A propos de la seconde présentation portant surla Souveraineté Numérique des Etats africains à l’Ère de l’IA, M. Goddy Epie Ngene, Chef de la Division de l’Exploitation et des Logiciels, a souligné que la donnée estl’« or du XXIe siècle » et que l’IA représente une révolution plus disruptive que la révolution industrielle. Le danger des GAFAM (Google, Apple, Facebook, Amazon, Microsoft) a été évoqué comme une menace de colonisation numérique et de perte de contrôle sur les données.

Les menaces actuelles incluent l’utilisation massive de messageries grand public (Gmail, WhatsApp) dans les administrations et des modèles de gouvernance tolérants et dépendants de normes extérieures. Cependant, des opportunités existent : définir les données d’importancevitale (OIV/SAIV), déployer des Datacenters souverains, mettre en place une stratégie anti-GAFAM et valoriser les ressources humaines techniques en data, IA, sécurité et cloud.

Des Défis aux Solutions

Les échanges, animés par le Pr Mveh Chantal Marguerite, Directeur du CENADI, ont mis en lumière plusieurs défis majeurs nécessitant une attention particulière dans le développement de l’écosystème des datacenters au Cameroun. Les participants ont exprimé des préoccupations concrètes et formulé des recommandations pertinentes pour orienter les politiques futures.

L’un des points les plus débattus a concerné la question énergétique. Le Pr Annie Wakata, Secrétaire Générale de l’Université de Yaoundé I, a souligné le décalage entre les besoins croissants en puissance de calcul et les capacités financières limitées des institutions publiques, illustrant son propos par le cas concret du datacenter de l’ENSPY dont le budget annuel de fonctionnement ne dépasse pas 10 millions de FCFA. Cette situation pose l’épineux problème du modèle économique viable pour les infrastructures publiques.
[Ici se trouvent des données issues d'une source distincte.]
//! CRM integration
//!
//! The trait is the seam to the customer system. `StubCrmIntegration`
//! serves a fixed in-memory data set for development and tests.

use async_trait::async_trait;
use parking_lot::Mutex;
use serde::{Deserialize, Serialize};
use thiserror::Error;

use visit_agent_core::VisitReport;

use crate::schema::ToolError;

/// Integration errors
#[derive(Error, Debug)]
pub enum IntegrationError {
    #[error("Connection failed: {0}")]
    ConnectionFailed(String),

    #[error("Authentication failed: {0}")]
    AuthFailed(String),

    #[error("Not found: {0}")]
    NotFound(String),

    #[error("Invalid request: {0}")]
    InvalidRequest(String),

    #[error("Rate limited")]
    RateLimited,

    #[error("Internal error: {0}")]
    Internal(String),
}

impl From<IntegrationError> for ToolError {
    fn from(err: IntegrationError) -> Self {
        match err {
            IntegrationError::NotFound(msg) => ToolError::not_found(msg),
            IntegrationError::InvalidRequest(msg) => ToolError::invalid_params(msg),
            IntegrationError::RateLimited => ToolError::internal("Rate limited - please retry later"),
            _ => ToolError::internal(err.to_string()),
        }
    }
}

impl From<IntegrationError> for visit_agent_core::Error {
    fn from(err: IntegrationError) -> Self {
        visit_agent_core::Error::Integration(err.to_string())
    }
}

/// Account reference returned on ambiguous lookups
#[derive(Debug, Clone, PartialEq, Eq, Serialize, Deserialize)]
pub struct AccountMatch {
    pub name: String,
    pub id: String,
}

/// Outcome of an account search
#[derive(Debug, Clone, PartialEq, Eq, Serialize, Deserialize)]
#[serde(tag = "status", rename_all = "snake_case")]
pub enum AccountLookup {
    SingleFound {
        account_id: String,
        account_name: String,
    },
    MultipleFound {
        matched_accounts: Vec<AccountMatch>,
    },
    NotFound,
}

impl AccountLookup {
    pub fn single_id(&self) -> Option<&str> {
        match self {
            AccountLookup::SingleFound { account_id, .. } => Some(account_id),
            _ => None,
        }
    }
}

/// A contact of an account
#[derive(Debug, Clone, PartialEq, Eq, Serialize, Deserialize)]
pub struct Contact {
    pub name: String,
    pub email: String,
    pub id: String,
}

/// Contacts of one account
#[derive(Debug, Clone, Default, PartialEq, Eq, Serialize, Deserialize)]
pub struct ContactList {
    pub contacts: Vec<Contact>,
}

impl ContactList {
    /// Contacts whose name contains `requested`, ignoring case
    pub fn find_matching(&self, requested: &str) -> Vec<&Contact> {
        let needle = requested.trim().to_lowercase();
        if needle.is_empty() {
            return Vec::new();
        }
        self.contacts
            .iter()
            .filter(|c| c.name.to_lowercase().contains(&needle))
            .collect()
    }

    pub fn is_empty(&self) -> bool {
        self.contacts.is_empty()
    }
}

/// A report ready to be written, bound to verified ids
#[derive(Debug, Clone, Serialize)]
pub struct UploadRequest {
    pub account_id: String,
    pub contact_id: Option<String>,
    pub report: VisitReport,
}

/// Record created by an upload
#[derive(Debug, Clone, PartialEq, Eq, Serialize, Deserialize)]
pub struct CreatedRecord {
    pub id: String,
}

/// CRM operations used by the tools
#[async_trait]
pub trait CrmIntegration: Send + Sync {
    /// Search accounts by name
    async fn find_account(&self, name: &str) -> Result<AccountLookup, IntegrationError>;

    /// List the contacts of an account
    async fn list_contacts(&self, account_name: &str) -> Result<ContactList, IntegrationError>;

    /// Write a visit report
    async fn upload(&self, request: UploadRequest) -> Result<CreatedRecord, IntegrationError>;
}

struct StubAccount {
    id: &'static str,
    name: &'static str,
    contacts: &'static [(&'static str, &'static str, &'static str)],
}

const STUB_ACCOUNTS: &[StubAccount] = &[
    StubAccount {
        id: "A001",
        name: "igus GmbH",
        contacts: &[
            ("C001", "Max Mustermann", "max@igus.de"),
            ("C002", "Erika Beispiel", "erika@igus.de"),
        ],
    },
    StubAccount {
        id: "A002",
        name: "igus North America",
        contacts: &[
            ("C003", "John Doe", "john@igus.com"),
            ("C004", "Jane Smith", "jane@igus.com"),
        ],
    },
];

/// Stub CRM implementation for development/testing
#[derive(Default)]
pub struct StubCrmIntegration {
    uploads: Mutex<Vec<(CreatedRecord, UploadRequest)>>,
}

impl StubCrmIntegration {
    pub fn new() -> Self {
        Self::default()
    }

    /// Reports written so far
    pub fn uploads(&self) -> Vec<(CreatedRecord, UploadRequest)> {
        self.uploads.lock().clone()
    }

    fn matching_accounts(name: &str) -> Vec<&'static StubAccount> {
        let needle = name.trim().to_lowercase();
        if needle.is_empty() {
            return Vec::new();
        }
        STUB_ACCOUNTS
            .iter()
            .filter(|a| a.name.to_lowercase().contains(&needle))
            .collect()
    }
}

#[async_trait]
impl CrmIntegration for StubCrmIntegration {
    async fn find_account(&self, name: &str) -> Result<AccountLookup, IntegrationError> {
        let matches = Self::matching_accounts(name);
        tracing::info!(query = %name, matches = matches.len(), "Stub CRM: Find account");

        Ok(match matches.as_slice() {
            [] => AccountLookup::NotFound,
            [only] => AccountLookup::SingleFound {
                account_id: only.id.to_string(),
                account_name: only.name.to_string(),
            },
            many => AccountLookup::MultipleFound {
                matched_accounts: many
                    .iter()
                    .map(|a| AccountMatch {
                        name: a.name.to_string(),
                        id: a.id.to_string(),
                    })
                    .collect(),
            },
        })
    }

    async fn list_contacts(&self, account_name: &str) -> Result<ContactList, IntegrationError> {
        let wanted = account_name.trim().to_lowercase();
        let account = STUB_ACCOUNTS
            .iter()
            .find(|a| a.name.to_lowercase() == wanted)
            .or_else(|| match Self::matching_accounts(account_name).as_slice() {
                [only] => Some(*only),
                _ => None,
            });

        let contacts = account
            .map(|a| {
                a.contacts
                    .iter()
                    .map(|(id, name, email)| Contact {
                        name: name.to_string(),
                        email: email.to_string(),
                        id: id.to_string(),
                    })
                    .collect()
            })
            .unwrap_or_default();

        let list = ContactList { contacts };
        tracing::info!(account = %account_name, contacts = list.contacts.len(), "Stub CRM: List contacts");
        Ok(list)
    }

    async fn upload(&self, request: UploadRequest) -> Result<CreatedRecord, IntegrationError> {
        let record = CreatedRecord {
            id: uuid::Uuid::new_v4().to_string(),
        };
        tracing::info!(
            record_id = %record.id,
            account_id = %request.account_id,
            subject = %request.report.subject,
            "Stub CRM: Uploaded visit report"
        );
        self.uploads.lock().push((record.clone(), request));
        Ok(record)
    }
}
La sécurité des données a également émergé comme une préoccupation majeure. Les représentants de l’ONUSIDA et du FMI ont insisté sur l’urgence de renforcer les normes de sécurité, particulièrement dans un contexte où les administrations utilisent massivement des services étrangers comme Gmail et WhatsApp pour traiter des données sensibles. Cette pratique expose le pays à des risques importants de fuite ou de captation de données par des acteurs externes.

La prise en compte des infrastructures universitaires dans la stratégie nationale a fait l’objet d’un échange animé. Alors que l’étude initiale n’avait pas intégré les universités dans l’échantillon de collecte des données, le Pr ATSA Roger du MINESUP a tenu à rappeler l’existence du réseau du CDNU et des nœuds interconnectés dans les universités. Ce débat a mis en lumière la nécessité d’une approche plus inclusive dans les prochaines versions de l’étude.

En réponse à ces préoccupations, le Directeur du CENADI a reconnu la nécessité d’une mise à jour régulière des données et plaidé pour une approche collaborative. Elle a particulièrement insisté sur l’importance de développer des modèles économiques adaptés aux spécificités des différents types de datacenter, qu’ils soient publics, privés ou universitaires. « L’absence de rentabilité des infrastructures publiques n’est pas une fatalité, mais elle nécessite une réflexion approfondie sur leur modèle de gouvernance et de financement », a-t-elle déclaré.

Ces échanges ont révélé la complexité des enjeux mais aussi la volonté commune des différents acteurs de travailler à des solutions concertées. La reconnaissance des lacunes actuelles et l’engagement à les combler constituent des signes encourageants pour l’avenir du secteur.